Anews. Komisi III dan IV DPRD Kabupaten Lombok Timur menyatakan dukungan penuh terhadap langkah Polres Lombok Timur (Lotim) yang tengah mengusut dugaan Tindak Pidana Korupsi (Tipikor) terkait pengelolaan Pajak Penerangan Jalan (PPJ) di wilayah Lombok Timur.
Ketua Komisi IV DPRD Lotim, H. Lalu Hasan Rahman, menilai langkah penyelidikan yang dilakukan oleh Polres Lotim merupakan bentuk upaya awal yang penting dalam memastikan transparansi dan akuntabilitas tata kelola Pajak Penerangan Jalan Umum (PJU).

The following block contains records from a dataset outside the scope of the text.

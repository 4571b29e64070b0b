//! Core data structures shared across pipeline stages.

mod result;
mod series;

pub use result::{ForecastResult, ModelInfo};
pub use series::{CleanedSeries, Frequency, TimeSeriesPoint, MIN_POINTS};
//! Exponential smoothing models behind the forecast engine.

mod damped_trend;
mod seasonal;
mod traits;

pub use damped_trend::DampedTrend;
pub use seasonal::SeasonalDampedTrend;
pub use traits::SmoothingModel;
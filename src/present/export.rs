//! Delimited export of combined historical and forecast rows.

use crate::core::ForecastResult;
use crate::error::PipelineError;
use chrono::NaiveDate;
use serde::{Deserialize, Serialize};

/// One export row: `date,value,series`.
#[derive(Debug, Clone, PartialEq, Serialize, Deserialize)]
pub struct ExportRow {
    pub date: NaiveDate,
    pub value: f64,
    pub series: String,
}

const HISTORICAL: &str = "historical";
const FORECAST: &str = "forecast";

/// Serialize the combined rows to CSV with header `date,value,series`,
/// historical rows first, dates in ISO format.
pub fn to_csv(result: &ForecastResult) -> Result<String, PipelineError> {
    let mut writer = csv::Writer::from_writer(Vec::new());

    for point in result.historical().points() {
        writer
            .serialize(ExportRow {
                date: point.date,
                value: point.value,
                series: HISTORICAL.to_string(),
            })
            .map_err(|e| PipelineError::Export(e.to_string()))?;
    }
    for point in result.forecast() {
        writer
            .serialize(ExportRow {
                date: point.date,
                value: point.value,
                series: FORECAST.to_string(),
            })
            .map_err(|e| PipelineError::Export(e.to_string()))?;
    }

    let bytes = writer
        .into_inner()
        .map_err(|e| PipelineError::Export(e.to_string()))?;
    String::from_utf8(bytes).map_err(|e| PipelineError::Export(e.to_string()))
}

/// Parse an export back into rows. The inverse of [`to_csv`].
pub fn from_csv(text: &str) -> Result<Vec<ExportRow>, PipelineError> {
    csv::Reader::from_reader(text.as_bytes())
        .deserialize()
        .collect::<Result<Vec<ExportRow>, _>>()
        .map_err(|e| PipelineError::Export(e.to_string()))
}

“Upaya Polres Lotim hari ini menurut saya sangat bagus. Ini adalah langkah awal agar ke depan kita tahu secara jelas berapa jumlah yang harus dibayar dan berapa yang menjadi Pendapatan Asli Daerah (PAD),” ujarnya kepada media saat dikonfirmasi melalui sambungan telepon, Senin 26 Mei 2025.
Hasan menyoroti dugaan ketidaksesuaian antara pembayaran PPJ oleh masyarakat dan kondisi lapangan, di mana banyak lampu jalan dilaporkan tidak berfungsi meskipun pembayaran terus dilakukan melalui PLN.
“Kita membayar terus ke PLN, tapi PJU banyak yang tidak berfungsi atau menyala. Ini menjadi pertanyaan besar karena kita tidak tahu dari mana asal pendapatan dan bagaimana pengelolaannya,” tegasnya.
DPRD, kata dia, telah memanggil pihak PLN untuk meminta kejelasan. Namun dalam pertemuan tersebut, pihak PLN justru menyarankan agar pemerintah daerah membeli meteran sendiri untuk mengetahui secara pasti jumlah pemakaian listrik oleh PJU.
“PLN menyarankan agar daerah membeli kilometer sendiri untuk mengetahui berapa jumlah PJU yang aktif dan tidak aktif di seluruh Kabupaten Lombok Timur,” tambahnya.
Sementara itu, Ketua Komisi III DPRD Lotim, Amrul Jihadi, mengungkapkan bahwa dari sektor PPJ ini, daerah mendapatkan pemasukan atau sekitar Rp35 miliar per tahun. Namun di sisi lain, pembayaran kepada PLN mencapai Rp18 miliar per tahun, angka yang menurutnya sangat besar dan patut dipertanyakan.
“Kami Komisi III pernah menanyakan kepada PLN dasar pembayaran Rp18 miliar per tahun itu apa, sementara sebagian besar PJU kita tidak memiliki meter. Jumlah lampu yang menyala pun tidak jelas titiknya di mana, tapi tagihannya rutin mencapai lebih dari Rp1 miliar per bulan,” ungkap Amrul.
Ia juga mempertanyakan apakah perhitungan tersebut pernah dikroscek antara PLN dan Dinas Perhubungan. Jika tidak, menurutnya, ada kemungkinan dugaan kesalahan dalam penggunaan uang negara atau pajak masyarakat.
“PLN itu BUMN. Mereka menjual daya dengan acuan nilai dan volume, bukan perkiraan. Maka kami di DPRD ingin tahu apakah pembayaran itu sesuai atau tidak, apakah merugikan daerah atau tidak,” ujarnya.
Menurut laporan yang diterima Komisi III dalam beberapa kali rapat kerja, sebagian besar bola lampu PJU tidak menyala dan penggantiannya pun tidak dilakukan secara rutin. Kondisi ini dinilai sangat merugikan daerah jika pembayaran yang dilakukan tidak mencerminkan realita di lapangan.
“Kalau memang lampu yang menyala jauh lebih sedikit daripada yang dibayar, berarti kita di Lombok Timur dirugikan. Karena itu, kami sangat mendukung proses penyelidikan yang dilakukan oleh Polres Lotim. Ini penting untuk mengetahui apakah ada dugaan pelanggaran dalam pengelolaan PPJ,” tutup Amrul.
DPRD berharap penyelidikan ini bisa menjadi awal perbaikan sistem dan menciptakan tata kelola PPJ yang lebih transparan, efisien, dan menguntungkan masyarakat.